Editorial: Challenges of tax collection
Reforming the system: building trust and fairness in taxation
Why do we have to pay taxes? The simple answer is that, until someone comes up with a better idea, taxation is the only practical means of raising the revenue to finance government spending on the goods and services that most of us demand.
Finance Minister Clyde Caruana in parliament warned tax evaders that the government “will come down on you like a ton of bricks”. The government introduced a new law that imposes new penalties on tax evaders, while allowing them to avoid court proceedings.
This new law is a positive development in the fight against tax evasion, which, according to Caruana, is practised by 80 per cent of taxpayers. The introduction of modern IT has undoubtedly helped.
The move to avoid overcrowding the judicial system by allowing tax evaders to settle out of court, while still facing substantial penalties, is both a practical and fair solution. This bill ensures that those who fall behind on their payments are not only incentivised to come forward but are also deterred from further evasion.
Still, the tax authorities must acknowledge that the key challenge for an effective tax collection system revolves around one pivotal variable – the lack of tax education. It is this that leads to poor taxpayers’ perception of the relevance of tax payment, the taxpayers’ culture to evade and avoid taxes and social disapproval among most taxpayers against tax offences.
This explains the necessity to develop tax education policies, diversify the sources of taxation and strengthen the political will to make tax regulations enforcement consistent and fair.
Tax policy is often the art of the possible rather than the pursuit of the optimal. This needs to change.
The country faces formidable challenges as a result of an economic model that encourages labour-intensive business activities with little added value, which are creating demographic pressures and straining the physical infrastructure.
Demand for public expenditure continues to increase to support investment in public infrastructure and for social support. Malta’s tax burden (the total tax revenue, direct and indirect, as a percentage of GDP) is among the lowest in the EU.
It is almost inevitable that, even with improvements in reducing the gap between the tax the treasury collects and the amount it thinks theoretically ought to be paid, it will prove challenging to deliver the public investment the country needs.
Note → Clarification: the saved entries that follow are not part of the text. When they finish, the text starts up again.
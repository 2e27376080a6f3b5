use serde::{Deserialize, Serialize};
use utoipa::ToSchema;
use validator::Validate;

use crate::features::accommodations::models::AccommodationType;

/// Request DTO for saving an accommodation type
#[derive(Debug, Clone, Serialize, Deserialize, Validate, ToSchema)]
#[serde(rename_all = "camelCase")]
pub struct SaveAccommodationTypeDto {
    #[validate(
        length(min = 1, max = 255, message = "Name must be 1-255 characters"),
        custom(
            function = "crate::shared::validation::not_blank",
            message = "Name must not be blank"
        )
    )]
    pub name: String,
}

#[derive(Debug, Clone, Serialize, Deserialize, ToSchema)]
#[serde(rename_all = "camelCase")]
pub struct AccommodationTypeDto {
    pub id: i64,
    pub name: String,
}

impl From<AccommodationType> for AccommodationTypeDto {
    fn from(t: AccommodationType) -> Self {
        Self {
            id: t.id,
            name: t.name,
        }
    }
}
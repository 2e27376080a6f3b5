//! Self-registered public users.
//!
//! | Method | Endpoint | Auth | Description |
//! |--------|----------|------|-------------|
//! | POST | `/public/user/register` | None | Register, sends a verification code |
//! | POST | `/public/user/verify` | None | Activate with the code |
//! | GET | `/public/user/details` | Public user | Own profile |
//! | POST | `/public/user/update` | Public user | Update own profile |

pub mod dtos;
pub mod handlers;
pub mod models;
pub mod repositories;
pub mod routes;
pub mod services;

pub use repositories::PgPublicUserRepository;
pub use services::{LoggingCodeSender, PublicUserService};
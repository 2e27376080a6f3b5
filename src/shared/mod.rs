pub mod constants;
pub mod datetime;
pub mod images;
pub mod password;
pub mod types;
pub mod validation;
pub mod visibility;

#[cfg(test)]
pub mod test_helpers;
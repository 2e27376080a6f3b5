mod image_service;

pub use image_service::{ImageKind, ImageService};
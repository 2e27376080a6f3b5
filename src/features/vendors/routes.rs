use std::sync::Arc;

use axum::{
    routing::{get, post},
    Router,
};

use crate::features::vendors::handlers;
use crate::features::vendors::services::VendorService;

/// Create routes for vendor administration and the vendor's own profile
pub fn routes(service: Arc<VendorService>) -> Router {
    Router::new()
        .route("/admin/vendor/save", post(handlers::save_vendor))
        .route("/admin/vendor/all", get(handlers::get_all_vendors))
        .route("/vendor/profile", get(handlers::get_profile))
        .with_state(service)
}

#[cfg(test)]
mod tests {
    use super::*;
    use crate::features::auth::model::UserRole;
    use crate::shared::test_helpers::{authenticated_user, with_auth, InMemoryStore};
    use axum::http::StatusCode;
    use axum_test::TestServer;
    use serde_json::json;

    fn server(store: &InMemoryStore, role: UserRole, user_id: i64) -> TestServer {
        let service = Arc::new(VendorService::new(Arc::new(store.clone())));
        TestServer::new(with_auth(routes(service), authenticated_user(user_id, role))).unwrap()
    }

    #[tokio::test]
    async fn test_admin_saves_and_lists_vendors() {
        let store = InMemoryStore::new();
        let server = server(&store, UserRole::Admin, 1);

        server
            .post("/admin/vendor/save")
            .json(&json!({
                "username": "hillside",
                "password": "vendor-pass",
                "businessName": "Hillside Stays",
                "email": "hello@hillside.lk"
            }))
            .await
            .assert_status_ok();

        let response = server.get("/admin/vendor/all").await;
        response.assert_status_ok();
        let body: serde_json::Value = response.json();
        assert_eq!(body["meta"]["total"], 1);
        assert_eq!(body["data"][0]["businessName"], "Hillside Stays");
    }

    #[tokio::test]
    async fn test_vendor_cannot_use_admin_routes() {
        let store = InMemoryStore::new();
        let server = server(&store, UserRole::Vendor, 1);

        server
            .get("/admin/vendor/all")
            .await
            .assert_status(StatusCode::FORBIDDEN);
    }

    #[tokio::test]
    async fn test_invalid_username_is_rejected() {
        let store = InMemoryStore::new();
        let server = server(&store, UserRole::Admin, 1);

        server
            .post("/admin/vendor/save")
            .json(&json!({
                "username": "9 lives",
                "password": "vendor-pass",
                "businessName": "Hillside Stays",
                "email": "hello@hillside.lk"
            }))
            .await
            .assert_status(StatusCode::BAD_REQUEST);
        assert_eq!(store.account_count(), 0);
    }
}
Governments often take the path of least resistance, developing tax systems that allow them to exploit whatever options are available rather than establishing rational, modern and efficient tax systems. Malta’s informal economy is challenging to measure but some international empirical research suggests that it is one of the largest in Europe.
So, the tax authorities have difficulty in generating reliable statistics. This lack of data prevents policymakers from assessing the potential impact of significant changes to the tax system. As a result, marginal tactical changes are often preferred over structural changes, even when the latter are preferable. This is perpetuating inefficient tax structures.
Income and wealth gaps between sectors of the community are getting wider. Raising high tax revenues in this situation ideally calls for the rich to be taxed more heavily than the less affluent.
The economic and political power of wealthy taxpayers often allows them to prevent fiscal reforms that would increase their tax obligations. This explains in part why our tax authorities have not fully exploited personal income and property taxes to achieve progressivity, where the rich pay proportionally more taxes.
Caruana promised not to introduce new taxes in the next budget. This may sound popular and understandable as the next general election is fast approaching. Still, it fails to acknowledge the need for fiscal reform to address the country’s long-unaddressed socio-economic challenges.